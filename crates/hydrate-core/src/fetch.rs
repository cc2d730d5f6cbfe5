//! Fetch modes, cascade styles, fetch profiles and load query influencers.

use std::collections::BTreeSet;

/// Statically mapped fetch strategy of an association.
#[derive(Debug, Clone, Copy, PartialEq, Eq, Hash, Default)]
pub enum FetchMode {
    /// Join for to-one associations whose target has no proxy, select otherwise.
    #[default]
    Default,
    /// Always fetch with an outer join.
    Join,
    /// Always fetch with a separate select.
    Select,
}

/// Action that may cascade along an association.
#[derive(Debug, Clone, Copy, PartialEq, Eq, Hash)]
pub enum CascadingAction {
    Persist,
    Merge,
    Refresh,
    Delete,
    Lock,
}

/// Which actions cascade along an association.
#[derive(Debug, Clone, Copy, PartialEq, Eq, Hash, Default)]
pub enum CascadeStyle {
    #[default]
    None,
    All,
    AllDeleteOrphan,
    Persist,
    Merge,
    Refresh,
    Delete,
    Lock,
}

impl CascadeStyle {
    pub const fn does_cascade(self, action: CascadingAction) -> bool {
        match self {
            CascadeStyle::None => false,
            CascadeStyle::All | CascadeStyle::AllDeleteOrphan => true,
            CascadeStyle::Persist => matches!(action, CascadingAction::Persist),
            CascadeStyle::Merge => matches!(action, CascadingAction::Merge),
            CascadeStyle::Refresh => matches!(action, CascadingAction::Refresh),
            CascadeStyle::Delete => matches!(action, CascadingAction::Delete),
            CascadeStyle::Lock => matches!(action, CascadingAction::Lock),
        }
    }
}

/// How a fetch profile wants an association fetched.
#[derive(Debug, Clone, Copy, PartialEq, Eq, Hash)]
pub enum FetchStyle {
    Join,
    Select,
}

/// One association override inside a fetch profile.
#[derive(Debug, Clone, PartialEq, Eq)]
pub struct Fetch {
    /// Owning entity name.
    pub entity: String,
    /// Association path relative to the owning entity (`team` or `address.city`).
    pub association: String,
    pub style: FetchStyle,
}

impl Fetch {
    /// `Entity.path`, the key profiles are looked up by.
    pub fn role(&self) -> String {
        format!("{}.{}", self.entity, self.association)
    }
}

/// A named, runtime-togglable set of fetch overrides.
#[derive(Debug, Clone, PartialEq, Eq)]
pub struct FetchProfile {
    name: String,
    fetches: Vec<Fetch>,
}

impl FetchProfile {
    pub fn new(name: impl Into<String>) -> Self {
        Self {
            name: name.into(),
            fetches: Vec::new(),
        }
    }

    /// Add a join fetch for `entity.association` (builder pattern).
    #[must_use]
    pub fn join(mut self, entity: impl Into<String>, association: impl Into<String>) -> Self {
        self.fetches.push(Fetch {
            entity: entity.into(),
            association: association.into(),
            style: FetchStyle::Join,
        });
        self
    }

    /// Add a select fetch for `entity.association` (builder pattern).
    #[must_use]
    pub fn select(mut self, entity: impl Into<String>, association: impl Into<String>) -> Self {
        self.fetches.push(Fetch {
            entity: entity.into(),
            association: association.into(),
            style: FetchStyle::Select,
        });
        self
    }

    pub fn name(&self) -> &str {
        &self.name
    }

    pub fn fetches(&self) -> &[Fetch] {
        &self.fetches
    }

    /// The fetch registered for an `Entity.path` role, if any.
    pub fn fetch_by_role(&self, role: &str) -> Option<&Fetch> {
        self.fetches.iter().find(|f| f.role() == role)
    }
}

/// Profiles used internally by merge and refresh, which join every
/// association the action cascades to.
#[derive(Debug, Clone, Copy, PartialEq, Eq, Hash)]
pub enum InternalFetchProfile {
    Merge,
    Refresh,
}

impl InternalFetchProfile {
    pub const fn cascading_action(self) -> CascadingAction {
        match self {
            InternalFetchProfile::Merge => CascadingAction::Merge,
            InternalFetchProfile::Refresh => CascadingAction::Refresh,
        }
    }
}

/// Session state that changes the SQL a load produces.
///
/// Equal influencers produce equal templates, so the value doubles as part
/// of the loader cache key.
#[derive(Debug, Clone, PartialEq, Eq, Hash, Default)]
pub struct LoadQueryInfluencers {
    enabled_fetch_profiles: BTreeSet<String>,
    enabled_filters: BTreeSet<String>,
    internal_fetch_profile: Option<InternalFetchProfile>,
}

impl LoadQueryInfluencers {
    pub fn new() -> Self {
        Self::default()
    }

    pub fn enable_fetch_profile(&mut self, name: impl Into<String>) {
        self.enabled_fetch_profiles.insert(name.into());
    }

    pub fn disable_fetch_profile(&mut self, name: &str) {
        self.enabled_fetch_profiles.remove(name);
    }

    pub fn is_fetch_profile_enabled(&self, name: &str) -> bool {
        self.enabled_fetch_profiles.contains(name)
    }

    pub fn has_enabled_fetch_profiles(&self) -> bool {
        !self.enabled_fetch_profiles.is_empty()
    }

    pub fn enabled_fetch_profiles(&self) -> impl Iterator<Item = &str> {
        self.enabled_fetch_profiles.iter().map(String::as_str)
    }

    pub fn enable_filter(&mut self, name: impl Into<String>) {
        self.enabled_filters.insert(name.into());
    }

    pub fn disable_filter(&mut self, name: &str) {
        self.enabled_filters.remove(name);
    }

    pub fn is_filter_enabled(&self, name: &str) -> bool {
        self.enabled_filters.contains(name)
    }

    pub fn internal_fetch_profile(&self) -> Option<InternalFetchProfile> {
        self.internal_fetch_profile
    }

    pub fn set_internal_fetch_profile(&mut self, profile: Option<InternalFetchProfile>) {
        self.internal_fetch_profile = profile;
    }
}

----------

* Task requirements *
Take every line above that includes the string "bool" and return it.

* Solved exercise *
    pub const fn does_cascade(self, action: CascadingAction) -> bool {
    pub fn is_fetch_profile_enabled(&self, name: &str) -> bool {
    pub fn has_enabled_fetch_profiles(&self) -> bool {
    pub fn is_filter_enabled(&self, name: &str) -> bool {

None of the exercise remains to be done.